I do believe it makes all the difference between a healthy mind, which focuses on the good, and an unhealthy mind, which obsesses and gives myself a hard time from dawn 'til bedtime [and that's assuming I sleep]. 

I'm assuming point [2] is pretty much universal... particularly for anyone with a sensitive mind and soul. 

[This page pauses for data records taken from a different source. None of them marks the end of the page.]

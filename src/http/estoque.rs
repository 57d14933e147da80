//! Stock of the calling store. Rows of other stores are never visible.

use actix_web::{delete, get, post, put, web, HttpResponse};
use serde::Deserialize;
use sqlx::PgPool;

use crate::db::{estoque_repo, item_repo};
use crate::error::{is_unique_violation, ApiError, ApiResult};
use crate::http::auth::LojaAtual;
use crate::http::Page;

#[derive(Deserialize)]
pub struct EstoqueCriar {
    pub item_id: i32,
    #[serde(default)]
    pub quantidade: i32,
    #[serde(default)]
    pub preco: f64,
}

#[derive(Deserialize)]
pub struct EstoqueAtualizar {
    pub quantidade: Option<i32>,
    pub preco: Option<f64>,
}

fn not_found() -> ApiError {
    ApiError::not_found("Estoque não encontrado.")
}

fn validate(quantidade: Option<i32>, preco: Option<f64>) -> ApiResult<()> {
    if quantidade.is_some_and(|q| q < 0) {
        return Err(ApiError::bad_request("Quantidade não pode ser negativa"));
    }
    if preco.is_some_and(|p| !p.is_finite() || p < 0.0) {
        return Err(ApiError::bad_request("Preço inválido"));
    }
    Ok(())
}

/// POST /api/lojas/estoque
#[post("/lojas/estoque")]
pub async fn create(
    loja: LojaAtual,
    body: web::Json<EstoqueCriar>,
    db: web::Data<PgPool>,
) -> ApiResult<HttpResponse> {
    validate(Some(body.quantidade), Some(body.preco))?;
    if item_repo::get(&db, body.item_id).await?.is_none() {
        return Err(ApiError::not_found("Item não encontrado."));
    }

    let estoque = estoque_repo::insert(&db, body.item_id, loja.id(), body.quantidade, body.preco)
        .await
        .map_err(|e| {
            if is_unique_violation(&e) {
                ApiError::bad_request("O item já existe no estoque desta loja.")
            } else {
                ApiError::from(e)
            }
        })?;
    Ok(HttpResponse::Ok().json(estoque))
}

/// GET /api/lojas/estoque?skip=&limit=
#[get("/lojas/estoque")]
pub async fn list(
    loja: LojaAtual,
    page: web::Query<Page>,
    db: web::Data<PgPool>,
) -> ApiResult<HttpResponse> {
    let (skip, limit) = page.bounds();
    let rows = estoque_repo::list(&db, loja.id(), skip, limit).await?;
    Ok(HttpResponse::Ok().json(rows))
}

/// GET /api/lojas/estoque/{item_id}
#[get("/lojas/estoque/{item_id}")]
pub async fn get(
    loja: LojaAtual,
    path: web::Path<i32>,
    db: web::Data<PgPool>,
) -> ApiResult<HttpResponse> {
    let row = estoque_repo::get(&db, path.into_inner(), loja.id())
        .await?
        .ok_or_else(not_found)?;
    Ok(HttpResponse::Ok().json(row))
}

/// PUT /api/lojas/estoque/{item_id}
#[put("/lojas/estoque/{item_id}")]
pub async fn update(
    loja: LojaAtual,
    path: web::Path<i32>,
    body: web::Json<EstoqueAtualizar>,
    db: web::Data<PgPool>,
) -> ApiResult<HttpResponse> {
    validate(body.quantidade, body.preco)?;
    let row = estoque_repo::update(&db, path.into_inner(), loja.id(), body.quantidade, body.preco)
        .await?
        .ok_or_else(not_found)?;
    Ok(HttpResponse::Ok().json(row))
}

/// DELETE /api/lojas/estoque/{item_id}
#[delete("/lojas/estoque/{item_id}")]
pub async fn remove(
    loja: LojaAtual,
    path: web::Path<i32>,
    db: web::Data<PgPool>,
) -> ApiResult<HttpResponse> {
    let row = estoque_repo::delete(&db, path.into_inner(), loja.id())
        .await?
        .ok_or_else(not_found)?;
    Ok(HttpResponse::Ok().json(row))
}

pub fn init_routes(cfg: &mut web::ServiceConfig) {
    cfg.service(create)
        .service(list)
        .service(get)
        .service(update)
        .service(remove);
}
//! Request metrics served at `/metrics`.

use actix_web_prom::{PrometheusMetrics, PrometheusMetricsBuilder};
use anyhow::{anyhow, Result};

pub const ENDPOINT: &str = "/metrics";

/// Request counters and latency histograms in the `topdecked` namespace.
/// The health check under `api_prefix` is not recorded.
pub fn middleware(api_prefix: &str) -> Result<PrometheusMetrics> {
    PrometheusMetricsBuilder::new("topdecked")
        .endpoint(ENDPOINT)
        .exclude(format!("{api_prefix}/healthz"))
        .build()
        .map_err(|e| anyhow!("building metrics middleware: {e}"))
}

#[cfg(test)]
mod tests {
    use super::*;
    use actix_web::{test, web, App, HttpResponse};

    #[actix_rt::test]
    async fn records_routes_but_not_the_health_check() {
        let app = test::init_service(
            App::new()
                .wrap(middleware("/api").unwrap())
                .route("/api/lojas", web::get().to(HttpResponse::Ok))
                .route("/api/healthz", web::get().to(HttpResponse::Ok)),
        )
        .await;

        for uri in ["/api/lojas", "/api/healthz"] {
            test::call_service(&app, test::TestRequest::get().uri(uri).to_request()).await;
        }
        let req = test::TestRequest::get().uri(ENDPOINT).to_request();
        let body = test::call_and_read_body(&app, req).await;
        let body = String::from_utf8(body.to_vec()).unwrap();
        assert!(body.contains("topdecked_http_requests_total"));
        assert!(body.contains("/api/lojas"));
        assert!(!body.contains("/api/healthz"));
    }
}
//! Per-store stock rows, keyed by `(item_id, loja_id)`.

use anyhow::{Context, Result};
use sqlx::PgPool;

use crate::db::models::Estoque;

/// Inserts a stock row; a duplicate `(item, loja)` pair is a unique violation.
pub async fn insert(db: &PgPool, item_id: i32, loja_id: i32, quantidade: i32, preco: f64) -> Result<Estoque> {
    sqlx::query_as::<_, Estoque>(
        r#"INSERT INTO estoques (item_id, loja_id, quantidade, preco)
           VALUES ($1, $2, $3, $4)
           RETURNING item_id, loja_id, quantidade, preco"#,
    )
    .bind(item_id)
    .bind(loja_id)
    .bind(quantidade)
    .bind(preco)
    .fetch_one(db)
    .await
    .context("inserting estoque")
}

pub async fn list(db: &PgPool, loja_id: i32, skip: i64, limit: i64) -> Result<Vec<Estoque>> {
    sqlx::query_as::<_, Estoque>(
        r#"SELECT item_id, loja_id, quantidade, preco
             FROM estoques
            WHERE loja_id = $1
            ORDER BY item_id
           OFFSET $2 LIMIT $3"#,
    )
    .bind(loja_id)
    .bind(skip)
    .bind(limit)
    .fetch_all(db)
    .await
    .context("listing estoque")
}

pub async fn get(db: &PgPool, item_id: i32, loja_id: i32) -> Result<Option<Estoque>> {
    sqlx::query_as::<_, Estoque>(
        "SELECT item_id, loja_id, quantidade, preco FROM estoques WHERE item_id = $1 AND loja_id = $2",
    )
    .bind(item_id)
    .bind(loja_id)
    .fetch_optional(db)
    .await
    .context("fetching estoque")
}

pub async fn update(
    db: &PgPool,
    item_id: i32,
    loja_id: i32,
    quantidade: Option<i32>,
    preco: Option<f64>,
) -> Result<Option<Estoque>> {
    sqlx::query_as::<_, Estoque>(
        r#"UPDATE estoques
              SET quantidade = COALESCE($3, quantidade),
                  preco      = COALESCE($4, preco)
            WHERE item_id = $1 AND loja_id = $2
        RETURNING item_id, loja_id, quantidade, preco"#,
    )
    .bind(item_id)
    .bind(loja_id)
    .bind(quantidade)
    .bind(preco)
    .fetch_optional(db)
    .await
    .context("updating estoque")
}

pub async fn delete(db: &PgPool, item_id: i32, loja_id: i32) -> Result<Option<Estoque>> {
    sqlx::query_as::<_, Estoque>(
        r#"DELETE FROM estoques
            WHERE item_id = $1 AND loja_id = $2
        RETURNING item_id, loja_id, quantidade, preco"#,
    )
    .bind(item_id)
    .bind(loja_id)
    .fetch_optional(db)
    .await
    .context("deleting estoque")
}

But I have to say, for all the tribulations that my own mind brings me, interacting with kindred creative people is worth its weight in gold. 
So anyway; be creative, mes amis... and remain so, just as much as you wish.
 

'MISTER PROOFREADER'

Drowning in red ink.
Rubbing my weary, red eyes. 
And red mist rising. 

Words clog up my mind; 
Literate suffocation. 
Time to get fresh air.  

But I love stories; 
Keep me clear of minutiae 
And all will be well.

 

 

WELL, MY FRIEND…

'FIVE IF'S'

If you have suffered
And truly know the suicidal pain 
Of gut-wrenching depression?
Then you are a survivor. 

If people have hurt you 
And made you feel worthless
But you know, deep down, you deserve better?
Then you are a fighter. 

If your own problems
Have made you hurt or overlook others 
But you're sorry and want to make amends?
Then you are a good person. 

If panic has taken so much of your life away 
But you badly want it back
And plan to one day kick anxiety's ass?
Then you are a badass. 

If you know the pain of
What some might call 'failure'. 
But you want you and your friends to do better? 
Then you are a winner. 

So... let's see? 
You're a survivor, a fighter, 
A good person, a badass, and a winner. 
Well, my friend... I'm proud to know you.